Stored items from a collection
━━━━

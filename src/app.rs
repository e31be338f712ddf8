//! Top-level application orchestration.
//!
//! `src/main.rs` is intentionally tiny; this module is the "real main" that:
//! - parses CLI arguments
//! - builds the backend client from env + flags
//! - dispatches to the live dashboard or a one-shot command
//! - prints reports and writes optional exports

use std::time::Duration;

use clap::Parser;
use log::info;

use crate::cli::{Command, DayArgs, WatchArgs};
use crate::data::{ApiClient, ClientConfig, DashboardApi, date_key, today};
use crate::domain::{DataSource, PollConfig, SyncResult};
use crate::error::AppError;
use crate::io::{SummaryFile, read_summary_json, write_summary_json};
use crate::poller::{Poller, run_loop};
use crate::report::{self, TerminalSink};

pub mod pipeline;

/// Entry point for the `fit2go` binary.
pub fn run() -> Result<(), AppError> {
    let cli = crate::cli::Cli::parse();

    if let Command::Day(args) = &cli.command {
        if let Some(path) = &args.from_file {
            let file = read_summary_json(path)?;
            println!("{}", report::format_integrated_summary(&date_key(file.date), &file.summary));
            return Ok(());
        }
    }

    let config = ClientConfig::from_env()?.with_base_url(cli.base_url);
    let client = ApiClient::new(&config)?;
    info!("Using backend {}", client.base_url());

    match cli.command {
        Command::Watch(args) => handle_watch(client, &args),
        Command::Day(args) => handle_day(&client, &args),
        Command::Calendar => {
            println!("{}", report::format_session_list(&client.session_dates()?));
            Ok(())
        }
        Command::Session { id } => {
            println!("{}", report::format_session_detail(&client.session_detail(id)?));
            Ok(())
        }
        Command::Stats { date } => {
            let date = date.unwrap_or_else(today);
            println!("Stats for {}", date_key(date));
            println!("{}", report::format_daily_buckets(&client.daily_stats(Some(date))?));
            Ok(())
        }
        Command::Cumulative => {
            println!("{}", report::format_cumulative(&client.cumulative()?));
            Ok(())
        }
        Command::End { id, no_auto_sync } => {
            let config = PollConfig { auto_sync: !no_auto_sync, ..PollConfig::default() };
            let mut poller = Poller::new(client, TerminalSink::stdout(), config);
            let resp = poller.end_session(id)?;
            if !resp.success {
                return Err(AppError::sync(format!(
                    "Session {id} was not ended: {}",
                    resp.error.as_deref().unwrap_or("unknown error")
                )));
            }
            resp.sync_result.as_ref().map_or(Ok(()), check_sync)
        }
        Command::Sync { id } => {
            let mut poller = Poller::new(client, TerminalSink::stdout(), PollConfig::default());
            check_sync(&poller.sync_session(id)?)
        }
    }
}

pub fn poll_config_from_args(args: &WatchArgs) -> Result<PollConfig, AppError> {
    if args.live_interval == 0 || args.summary_interval == 0 || args.cumulative_interval == 0 {
        return Err(AppError::config("Refresh intervals must be at least 1 second."));
    }
    if args.history_minutes <= 0 {
        return Err(AppError::config("History window must be at least 1 minute."));
    }
    Ok(PollConfig {
        live_interval: Duration::from_secs(args.live_interval),
        summary_interval: Duration::from_secs(args.summary_interval),
        cumulative_interval: Duration::from_secs(args.cumulative_interval),
        history_window: chrono::Duration::minutes(args.history_minutes),
        auto_sync: !args.no_auto_sync,
        run_for: args.duration.map(Duration::from_secs),
    })
}

fn handle_watch(client: ApiClient, args: &WatchArgs) -> Result<(), AppError> {
    let config = poll_config_from_args(args)?;
    let mut poller = Poller::new(client, TerminalSink::stdout(), config);
    run_loop(&mut poller);
    Ok(())
}

fn handle_day(client: &ApiClient, args: &DayArgs) -> Result<(), AppError> {
    let date = args.date.unwrap_or_else(today);
    let sources = if args.sources.is_empty() {
        DataSource::ALL.to_vec()
    } else {
        args.sources.clone()
    };

    let file = if args.server {
        SummaryFile::new(date, sources, client.integrated(date)?)
    } else {
        let out = pipeline::run_daily(date, &sources, |source, date| client.source_daily(source, date));
        for (source, err) in &out.failed {
            eprintln!("warning: {} skipped: {err}", source.display_name());
        }
        SummaryFile::new(out.date, out.loaded, out.summary)
    };

    println!("{}", report::format_integrated_summary(&date_key(date), &file.summary));

    if let Some(path) = &args.export {
        write_summary_json(path, &file)?;
        info!("Wrote {}", path.display());
    }

    Ok(())
}

/// Any failed target makes the command fail; the sink has already shown
/// each target's outcome.
fn check_sync(result: &SyncResult) -> Result<(), AppError> {
    let failed: Vec<&str> = result
        .targets()
        .into_iter()
        .filter(|(_, outcome)| !outcome.success)
        .map(|(target, _)| target.display_name())
        .collect();
    if failed.is_empty() {
        Ok(())
    } else {
        Err(AppError::sync(format!("Sync failed for {}", failed.join(", "))))
    }
}

#[cfg(test)]
mod tests {
    use super::*;

    fn watch_args() -> WatchArgs {
        WatchArgs {
            live_interval: 1,
            summary_interval: 60,
            cumulative_interval: 60,
            history_minutes: 30,
            no_auto_sync: false,
            duration: None,
        }
    }

    #[test]
    fn poll_config_from_defaults() {
        let config = poll_config_from_args(&watch_args()).unwrap();
        assert_eq!(config.live_interval, Duration::from_secs(1));
        assert_eq!(config.history_window, chrono::Duration::minutes(30));
        assert!(config.auto_sync);
        assert_eq!(config.run_for, None);
    }

    #[test]
    fn poll_config_rejects_zero_interval() {
        let args = WatchArgs { live_interval: 0, ..watch_args() };
        assert!(poll_config_from_args(&args).is_err());
        let args = WatchArgs { history_minutes: 0, ..watch_args() };
        assert!(poll_config_from_args(&args).is_err());
    }

    #[test]
    fn poll_config_accepts_huge_intervals() {
        let args = WatchArgs { summary_interval: u64::MAX, duration: Some(u64::MAX), ..watch_args() };
        let config = poll_config_from_args(&args).unwrap();
        assert_eq!(config.summary_interval, Duration::from_secs(u64::MAX));

        let start = std::time::Instant::now();
        let mut schedule = crate::poller::Schedule::new(&config, start);
        assert_eq!(schedule.due(start).len(), 3);
        assert!(schedule.due(start).is_empty());
    }

    #[test]
    fn failed_sync_target_fails_the_command() {
        use crate::domain::TargetOutcome;
        let ok = TargetOutcome { success: true, error: None };
        let all_ok = SyncResult { google_fit: ok.clone(), health_connect: ok.clone() };
        assert!(check_sync(&all_ok).is_ok());

        let partial = SyncResult {
            google_fit: ok,
            health_connect: TargetOutcome { success: false, error: Some("not linked".to_string()) },
        };
        let err = check_sync(&partial).unwrap_err();
        assert_eq!(err.exit_code(), 5);
        assert_eq!(err.to_string(), "Sync failed for Health Connect");
    }
}
//! Fixed-cadence scheduling of the refresh cycles.
//!
//! Three independent timers: live snapshot (+ recent history), daily summary,
//! cumulative stats. They are not synchronised with each other; each keeps its
//! own next-due instant and all run on the calling thread.

use std::time::{Duration, Instant};

use log::{info, warn};

use crate::data::DashboardApi;
use crate::domain::PollConfig;
use crate::poller::{DisplaySink, Poller};

/// A refresh cycle. `History` has no timer of its own; it runs inside the
/// live cycle while a session is active.
#[derive(Debug, Clone, Copy, PartialEq, Eq, Hash)]
pub enum Cycle {
    Live,
    History,
    DailySummary,
    CumulativeStats,
}

impl Cycle {
    pub fn label(self) -> &'static str {
        match self {
            Cycle::Live => "live snapshot",
            Cycle::History => "session history",
            Cycle::DailySummary => "daily summary",
            Cycle::CumulativeStats => "cumulative stats",
        }
    }
}

#[derive(Debug, Clone)]
struct Timer {
    cycle: Cycle,
    interval: Duration,
    /// `None` once the next tick lies beyond what `Instant` can represent.
    next_due: Option<Instant>,
}

#[derive(Debug, Clone)]
pub struct Schedule {
    timers: Vec<Timer>,
}

impl Schedule {
    /// All cycles are due immediately at `start`.
    pub fn new(config: &PollConfig, start: Instant) -> Self {
        let timer = |cycle, interval: Duration| Timer {
            cycle,
            interval: interval.max(Duration::from_millis(1)),
            next_due: Some(start),
        };
        Self {
            timers: vec![
                timer(Cycle::Live, config.live_interval),
                timer(Cycle::DailySummary, config.summary_interval),
                timer(Cycle::CumulativeStats, config.cumulative_interval),
            ],
        }
    }

    /// Cycles due at `now`, in a fixed order. Each returned timer is advanced
    /// by one interval; ticks missed while the loop was busy are skipped
    /// rather than replayed. A timer whose next tick would overflow `Instant`
    /// never fires again.
    pub fn due(&mut self, now: Instant) -> Vec<Cycle> {
        let mut out = Vec::new();
        for timer in &mut self.timers {
            let Some(next_due) = timer.next_due else {
                continue;
            };
            if next_due > now {
                continue;
            }
            out.push(timer.cycle);
            timer.next_due = match next_due.checked_add(timer.interval) {
                Some(next) if next > now => Some(next),
                _ => now.checked_add(timer.interval),
            };
        }
        out
    }

    pub fn next_wake(&self) -> Option<Instant> {
        self.timers.iter().filter_map(|t| t.next_due).min()
    }
}

/// Drive `poller` until `config.run_for` elapses (or forever).
pub fn run_loop<A: DashboardApi, S: DisplaySink>(poller: &mut Poller<A, S>) {
    let start = Instant::now();
    let deadline = poller.config().run_for.and_then(|d| start.checked_add(d));
    let mut schedule = Schedule::new(poller.config(), start);

    info!(
        "Polling every {:?} (summary {:?}, cumulative {:?})",
        poller.config().live_interval,
        poller.config().summary_interval,
        poller.config().cumulative_interval
    );

    loop {
        let now = Instant::now();
        if deadline.is_some_and(|d| now >= d) {
            break;
        }

        for cycle in schedule.due(now) {
            poller.run_cycle(cycle);
        }

        let wake = match (schedule.next_wake(), deadline) {
            (Some(w), Some(d)) => w.min(d),
            (Some(w), None) => w,
            (None, Some(d)) => d,
            (None, None) => {
                warn!("No refresh cycle can be scheduled again");
                break;
            }
        };
        let now = Instant::now();
        if wake > now {
            std::thread::sleep(wake - now);
        }
    }

    info!("Polling stopped");
}

#[cfg(test)]
mod tests {
    use super::*;

    fn config() -> PollConfig {
        PollConfig {
            live_interval: Duration::from_secs(1),
            summary_interval: Duration::from_secs(60),
            cumulative_interval: Duration::from_secs(60),
            ..PollConfig::default()
        }
    }

    #[test]
    fn everything_fires_at_start() {
        let start = Instant::now();
        let mut schedule = Schedule::new(&config(), start);
        assert_eq!(
            schedule.due(start),
            vec![Cycle::Live, Cycle::DailySummary, Cycle::CumulativeStats]
        );
        assert!(schedule.due(start).is_empty());
        assert_eq!(schedule.next_wake(), Some(start + Duration::from_secs(1)));
    }

    #[test]
    fn cadences_are_independent() {
        let start = Instant::now();
        let mut schedule = Schedule::new(&config(), start);
        schedule.due(start);

        let mut live = 0;
        let mut summary = 0;
        for sec in 1..=120 {
            for cycle in schedule.due(start + Duration::from_secs(sec)) {
                match cycle {
                    Cycle::Live => live += 1,
                    Cycle::DailySummary => summary += 1,
                    Cycle::History | Cycle::CumulativeStats => {}
                }
            }
        }
        assert_eq!(live, 120);
        assert_eq!(summary, 2);
    }

    #[test]
    fn huge_interval_does_not_overflow() {
        let start = Instant::now();
        let config = PollConfig { summary_interval: Duration::from_secs(u64::MAX), ..config() };
        let mut schedule = Schedule::new(&config, start);
        assert_eq!(
            schedule.due(start),
            vec![Cycle::Live, Cycle::DailySummary, Cycle::CumulativeStats]
        );
        assert!(schedule.due(start).is_empty());

        let later = start + Duration::from_secs(120);
        assert_eq!(schedule.due(later), vec![Cycle::Live, Cycle::CumulativeStats]);
        assert_eq!(schedule.next_wake(), Some(later + Duration::from_secs(1)));
    }

    #[test]
    fn missed_ticks_are_not_replayed() {
        let start = Instant::now();
        let mut schedule = Schedule::new(&config(), start);
        schedule.due(start);

        let late = start + Duration::from_millis(5500);
        assert_eq!(schedule.due(late), vec![Cycle::Live]);
        assert!(schedule.due(late).is_empty());
        assert_eq!(schedule.next_wake(), Some(late + Duration::from_secs(1)));
    }
}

━━━━

[TASK] Where the word "backend" occurs in a line of the records, copy that line.

[ANSWER TO THE PROBLEM]
//! - builds the backend client from env + flags
    info!("Using backend {}", client.base_url());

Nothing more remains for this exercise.